use crate::cli::{actions::Action, commands, dispatch, telemetry};
use anyhow::Result;

/// Map verbosity count to tracing level
const fn get_verbosity_level(verbosity: u8) -> Option<tracing::Level> {
    match verbosity {
        0 => None,
        1 => Some(tracing::Level::WARN),
        2 => Some(tracing::Level::INFO),
        3 => Some(tracing::Level::DEBUG),
        _ => Some(tracing::Level::TRACE),
    }
}

/// Parse arguments, install telemetry and return the action to run.
///
/// # Errors
///
/// Returns an error if telemetry initialization or action dispatch fails
pub fn start() -> Result<Action> {
    let matches = commands::new().get_matches();

    let verbosity_level = get_verbosity_level(
        matches
            .get_one::<u8>(commands::logging::ARG_VERBOSITY)
            .copied()
            .unwrap_or(0),
    );

    telemetry::init(verbosity_level)?;

    dispatch::handler(&matches)
}

#[cfg(test)]
mod tests {
    use super::*;

    #[test]
    fn test_get_verbosity_level() {
        assert_eq!(get_verbosity_level(0), None);
        assert_eq!(get_verbosity_level(1), Some(tracing::Level::WARN));
        assert_eq!(get_verbosity_level(2), Some(tracing::Level::INFO));
        assert_eq!(get_verbosity_level(3), Some(tracing::Level::DEBUG));
        assert_eq!(get_verbosity_level(4), Some(tracing::Level::TRACE));
        assert_eq!(get_verbosity_level(9), Some(tracing::Level::TRACE));
    }
}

------------------------------------------------------------

- _TASK DIRECTIONS_:
Scan the records above for the word "None". Show each line in which it appears.

- _RESPONSE_:
        0 => None,
        assert_eq!(get_verbosity_level(0), None);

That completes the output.